See also the article by Rizzo et al in this issue.
Susanna I. Lee, MD, PhD, is an abdominal radiologist and chief of women’s imaging at Massachusetts General Hospital and associate professor of radiology at Harvard Medical School. Her research focuses on translation of novel imaging techniques in patients with gynecologic and genitourinary cancers. She has served as a principal investigator in several NCI-funded clinical trials. She is the Editor of Radiology In Training and Special Consultant to the Editor of Radiology.
Stella K. Kang, MD, is associate professor of radiology and population health at NYU Grossman School of Medicine, where she serves as associate chair of population health imaging and outcomes and practices abdominal radiology. A funded principal investigator, Dr Kang serves study sections for the RSNA and National Institutes of Health (NIH), is on the editorial board of Radiology, and chairs the Incidental Findings Steering Committee of the American College of Radiology.
Incidental adnexal masses are common. They occur in 35% of premenopausal and 17% of postmenopausal women (1). While the vast majority are benign, a few prove to be cancer. Although US represents the mainstay for characterization, up to 30% of masses remain indeterminate after US (2). When adnexal masses cannot be characterized as definitively benign with imaging and serum tumor markers, they are triaged for tissue diagnosis. Needle biopsy is usually avoided because of the concern for tumor seeding, and imaging follow-up may delay a diagnosis of ovarian cancer (3). Thus, oophorectomy, the surgical removal of one or both ovaries, with resulting morbidity of decreased fertility and premature menopause, constitutes the major long-term health burden of incidental adnexal masses.

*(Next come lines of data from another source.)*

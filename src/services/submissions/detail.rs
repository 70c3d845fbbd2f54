use super::{SubmissionService, submission_resource};
use crate::errors::Result;
use crate::models::submissions::responses::SubmissionDetailResponse;
use crate::policy::{Action, Actor, evaluate};
use crate::storage::ensure_found;

pub(super) async fn get_detail(
    service: &SubmissionService,
    actor: &Actor,
    submission_id: i64,
) -> Result<SubmissionDetailResponse> {
    let submission = ensure_found(
        service.storage.get_submission_by_id(submission_id).await?,
        "submission",
    )?;
    let assignment = ensure_found(
        service
            .storage
            .get_assignment_by_id(submission.assignment_id)
            .await?,
        "assignment",
    )?;

    let resource = submission_resource(
        service,
        actor,
        &assignment,
        submission.student_id,
        submission.status.clone(),
        false,
    )
    .await?;
    evaluate(actor, Action::Read, &resource).require("read submission")?;

    // AI 评估一旦存在即对可见者展示；最终评分存在时以其为准
    let ai_assessment = service.storage.get_ai_assessment(submission_id).await?;
    let final_grade = service.storage.get_final_grade(submission_id).await?;

    Ok(SubmissionDetailResponse {
        submission,
        ai_assessment,
        final_grade,
    })
}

To enable more accurate imaging evaluation, MRI is the preferred modality for evaluating adnexal masses that remain indeterminate after US examination. MRI demonstrates high sensitivity in the diagnosis of ovarian cancer. MRI also reduces the rates of false-positive diagnoses. The Ovarian-Adnexal Reporting and Data System (O-RADS) for MRI (O-RADS MRI), originally described as the ADNEX scoring system in 2013, offers a five-category reporting structure for assessment and risk stratification of incidental adnexal masses (4,5). When dichotomized, a score of 3 or less is considered benign and a score of 4 or greater is considered malignant. The reference standard typically is pathologic examination or follow-up.

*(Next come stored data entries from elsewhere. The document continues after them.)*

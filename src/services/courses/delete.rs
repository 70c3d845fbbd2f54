use tracing::info;

use super::{CourseService, course_resource_full};
use crate::errors::{Result, VocademyError};
use crate::policy::{Action, Actor, evaluate};
use crate::storage::{ensure_affected, ensure_found};

pub(super) async fn delete_course(service: &CourseService, actor: &Actor, id: i64) -> Result<()> {
    let course = ensure_found(service.storage.get_course_by_id(id).await?, "course")?;

    let resource = course_resource_full(service, actor, &course, false).await?;
    evaluate(actor, Action::Delete, &resource).require("delete course")?;

    // 前置条件对管理员同样生效：有选课或作业的课程只能归档
    let active_enrollments = service.storage.count_active_enrollments(id).await?;
    let assignments = service.storage.count_course_assignments(id).await?;
    if active_enrollments > 0 || assignments > 0 {
        return Err(VocademyError::invalid_state(format!(
            "课程仍在使用中（{active_enrollments} 条在读选课，{assignments} 份作业），请先归档"
        )));
    }

    let affected = service.storage.delete_course(id).await?;
    ensure_affected(affected, "delete course")?;

    info!(actor_id = actor.id, course_id = id, "课程已删除");
    Ok(())
}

In this issue of Radiology, Rizzo and colleagues (6) undertook a systematic review and meta-analysis of 12 studies reporting the use of pelvic MRI interpreted with the ADNEX and/or O-RADS MRI systems to characterize US-indeterminate adnexal lesions. A total of 4520 adnexal lesions in 3731 women were analyzed. Of those 4520 lesions, 840 (18.6%) were invasive cancers, 179 (4.0%) were borderline tumors, and 3501 (77.4%) were benign lesions confirmed at pathologic examination or follow-up. Overall estimates of summary sensitivity, specificity, and area under the receiver operating characteristic curve were 92% (95% CI: 88, 95), 91% (95% CI: 89, 93), and 0.97 (95% CI: 0.95, 0.98), respectively. Estimates on the prevalence of malignancy were 0.1% for category 2 (almost certainly benign), 6% for category 3 (low risk), 60% for category 4 (intermediate risk), and 96% for category 5 (high risk) lesions. There were insufficient data to estimate malignancy rates for category 1 lesions, which are comprised of normal ovaries, including those with physiologic, corpus luteum, and hemorrhagic cysts.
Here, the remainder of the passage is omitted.